1991年1月30日、14thアルバム『イニュエンドウ』をリリース。音楽的には、やや原点回帰志向がみられ、ブリティッシュ・ロックバンドとしての自覚が垣間見える作品となった。全英1位を獲得した表題曲「イニュエンドウ」では、イエスのスティーヴ・ハウが参加し、間奏部分でフラメンコギターのソロを披露した。バンドのスタジオ・アルバムで、メンバー以外の人物がギターを演奏したのはこれが最初で最後である。続く「ショウ・マスト・ゴー・オン」も、全仏2位と大健闘した。しかし、この頃すでに、マーキュリーの体は病魔に侵されていたという。また、本アルバム収録の「輝ける日々」は、マーキュリーの生前最後のミュージックビデオ出演となり、マーキュリーが見る影もなくやせ衰えていることがわかる。

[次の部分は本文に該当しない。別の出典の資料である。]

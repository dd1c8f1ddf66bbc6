//! Configuration module
//!
//! The engine itself takes no configuration: the rule table is compiled in.
//! The CLI reads an optional `.bambot.toml` to tune snippet limits and to
//! add custom rules ahead of the generic fallback.

pub mod loader;

pub use loader::Config;

use serde::{Deserialize, Serialize};

use crate::scanner::{SnippetLimits, DEFAULT_MAX_LINES, DEFAULT_MAX_WIDTH};

/// Snippet configuration
#[derive(Debug, Clone, Copy, PartialEq, Eq, Serialize, Deserialize)]
pub struct SnippetConfig {
    /// Lines kept before the `...` marker
    #[serde(default = "default_max_lines")]
    pub max_lines: usize,

    /// Maximum characters per snippet line
    #[serde(default = "default_max_width")]
    pub max_width: usize,
}

fn default_max_lines() -> usize {
    DEFAULT_MAX_LINES
}

fn default_max_width() -> usize {
    DEFAULT_MAX_WIDTH
}

impl Default for SnippetConfig {
    fn default() -> Self {
        Self {
            max_lines: DEFAULT_MAX_LINES,
            max_width: DEFAULT_MAX_WIDTH,
        }
    }
}

impl From<SnippetConfig> for SnippetLimits {
    fn from(config: SnippetConfig) -> Self {
        Self {
            max_lines: config.max_lines,
            max_width: config.max_width,
        }
    }
}
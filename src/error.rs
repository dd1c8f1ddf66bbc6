//! Error types for Bambot
//!
//! Scanning itself never fails: a log that matches nothing is a regular
//! [`ScanResult`](crate::rules::ScanResult). The errors below cover what can
//! go wrong around the engine, namely building the rule table, loading
//! configuration and reading log input.

use thiserror::Error;

/// Main error type for Bambot
#[derive(Error, Debug)]
pub enum BambotError {
    /// Rule table errors
    #[error("Rule error: {0}")]
    Rule(#[from] RuleError),

    /// Configuration errors
    #[error("Configuration error: {0}")]
    Config(#[from] ConfigError),

    /// Log input errors
    #[error("Scan error: {0}")]
    Scan(#[from] ScanError),

    /// Serialization errors
    #[error("Serialization error: {0}")]
    Serialization(#[from] serde_json::Error),

    /// Failed to write rendered output
    #[error("Failed to write output '{path}': {source}")]
    OutputWrite {
        /// Destination path
        path: String,
        /// The underlying I/O error
        source: std::io::Error,
    },
}

/// Errors raised while compiling the rule table.
///
/// These are configuration defects: they surface once, before the first scan.
#[derive(Error, Debug)]
pub enum RuleError {
    /// A rule pattern is not a valid regular expression
    #[error("Invalid pattern for rule '{rule}' ('{pattern}'): {source}")]
    InvalidPattern {
        /// Name of the offending rule
        rule: String,
        /// The pattern as written
        pattern: String,
        /// The underlying regex error
        source: regex::Error,
    },

    /// Two rules share a name
    #[error("Duplicate rule name '{name}'")]
    DuplicateName {
        /// The repeated name
        name: String,
    },
}

/// Errors that occur while loading configuration
#[derive(Error, Debug)]
pub enum ConfigError {
    /// Failed to read the configuration file
    #[error("Failed to read config file '{path}': {source}")]
    FileRead {
        /// Path to the configuration file
        path: String,
        /// The underlying I/O error
        source: std::io::Error,
    },

    /// The configuration file is not valid TOML for [`Config`](crate::config::Config)
    #[error("Failed to parse config: {0}")]
    Parse(#[from] toml::de::Error),

    /// A configuration value is out of range
    #[error("Invalid value for '{field}': {message}")]
    InvalidValue {
        /// Dotted path of the field
        field: String,
        /// What is wrong with it
        message: String,
    },
}

/// Errors that occur while reading log input
#[derive(Error, Debug)]
pub enum ScanError {
    /// Failed to read a log file
    #[error("Failed to read log '{path}': {source}")]
    FileRead {
        /// Path to the file that failed to read
        path: String,
        /// The underlying I/O error
        source: std::io::Error,
    },

    /// Failed to read a log from standard input
    #[error("Failed to read log from stdin: {0}")]
    Stdin(#[source] std::io::Error),
}

impl From<toml::de::Error> for BambotError {
    fn from(err: toml::de::Error) -> Self {
        BambotError::Config(ConfigError::Parse(err))
    }
}
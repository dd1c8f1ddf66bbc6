//! Ordered, immutable rule table

use std::collections::HashSet;
use std::iter;

use tracing::debug;

use super::patterns::{builtin_signatures, generic_fallback};
use super::rule::{Rule, RuleDefinition};
use crate::error::RuleError;

/// Failure signatures in priority order, followed by exactly one fallback.
///
/// The fallback is stored apart from the signatures so it is always
/// evaluated last. A `RuleSet` is built once at startup and only read
/// afterwards; it is `Send + Sync` and can be shared across threads.
#[derive(Debug, Clone)]
pub struct RuleSet {
    signatures: Vec<Rule>,
    fallback: Rule,
}

impl RuleSet {
    /// Compile the built-in rule table
    pub fn builtin() -> Result<Self, RuleError> {
        Self::from_definitions(&builtin_signatures(), &generic_fallback())
    }

    /// Compile a rule table from definitions
    pub fn from_definitions(
        signatures: &[RuleDefinition],
        fallback: &RuleDefinition,
    ) -> Result<Self, RuleError> {
        let set = Self {
            signatures: signatures
                .iter()
                .map(Rule::compile)
                .collect::<Result<Vec<_>, _>>()?,
            fallback: Rule::compile(fallback)?,
        };
        set.check_unique_names()?;

        debug!(
            signatures = set.signatures.len(),
            fallback = set.fallback.name(),
            "Compiled rule set"
        );
        Ok(set)
    }

    /// Append custom signatures after the existing ones, still ahead of the
    /// fallback
    pub fn with_custom(mut self, custom: &[RuleDefinition]) -> Result<Self, RuleError> {
        for definition in custom {
            debug!(rule = %definition.name, "Adding custom rule");
            self.signatures.push(Rule::compile(definition)?);
        }
        self.check_unique_names()?;
        Ok(self)
    }

    fn check_unique_names(&self) -> Result<(), RuleError> {
        let mut seen = HashSet::new();
        for rule in self.iter() {
            if !seen.insert(rule.name()) {
                return Err(RuleError::DuplicateName {
                    name: rule.name().to_string(),
                });
            }
        }
        Ok(())
    }

    /// All rules in evaluation order, the fallback last
    pub fn iter(&self) -> impl Iterator<Item = &Rule> {
        self.signatures.iter().chain(iter::once(&self.fallback))
    }

    /// Specific signatures, without the fallback
    pub fn signatures(&self) -> &[Rule] {
        &self.signatures
    }

    pub fn fallback(&self) -> &Rule {
        &self.fallback
    }

    /// Look a rule up by name
    pub fn get(&self, name: &str) -> Option<&Rule> {
        self.iter().find(|rule| rule.name() == name)
    }

    /// Number of rules, fallback included
    pub fn len(&self) -> usize {
        self.signatures.len() + 1
    }

    /// Always false: a rule set holds at least its fallback
    pub fn is_empty(&self) -> bool {
        false
    }
}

同年11月23日、マーキュリーの自宅前で記者会見が行われ、スポークスマンを通じて以下の声明文を発表している。
私はHIVテストで陽性と診断され、AIDS患者であることが確認されました。しかし私の身の回りの人々のプライバシーを守るため、この事実を隠しておくことが適当だと考えておりました。しかし今、世界中の友人たちとファンの皆様に真実をお伝えする時が来ました。これからはこの恐ろしい病気に対して、私と私の医師団と世界中で私と同じように苦しんでいる人々と一緒に戦って下さい。
そして翌日11月24日、フレディ・マーキュリーは、HIVによる免疫不全が原因で引き起こされたニューモシスチス肺炎により、45歳という若さで死去した。亡くなった1991年は、奇しくもクイーン結成20年目だった。葬儀会場は、世界中から駆けつけたファンの花束で埋め尽くされた。マーキュリーの死後、バンドのアルバムが世界中でチャートインし、イギリスでは「ボヘミアン・ラプソディ」が、イギリス史上初となる同一曲での2度目の1位という記録を打ち立てた。また、マーキュリーの遺言により、初登場1位を獲得した作品の収益金は、すべてエイズ基金に寄付された。
1992年、バルセロナオリンピックの開会式で、オペラ歌手のモンセラート・カバリェとマーキュリーがデュエットする予定だったが、マーキュリーの急死により、ホセ・カレーラスが代役を務めた。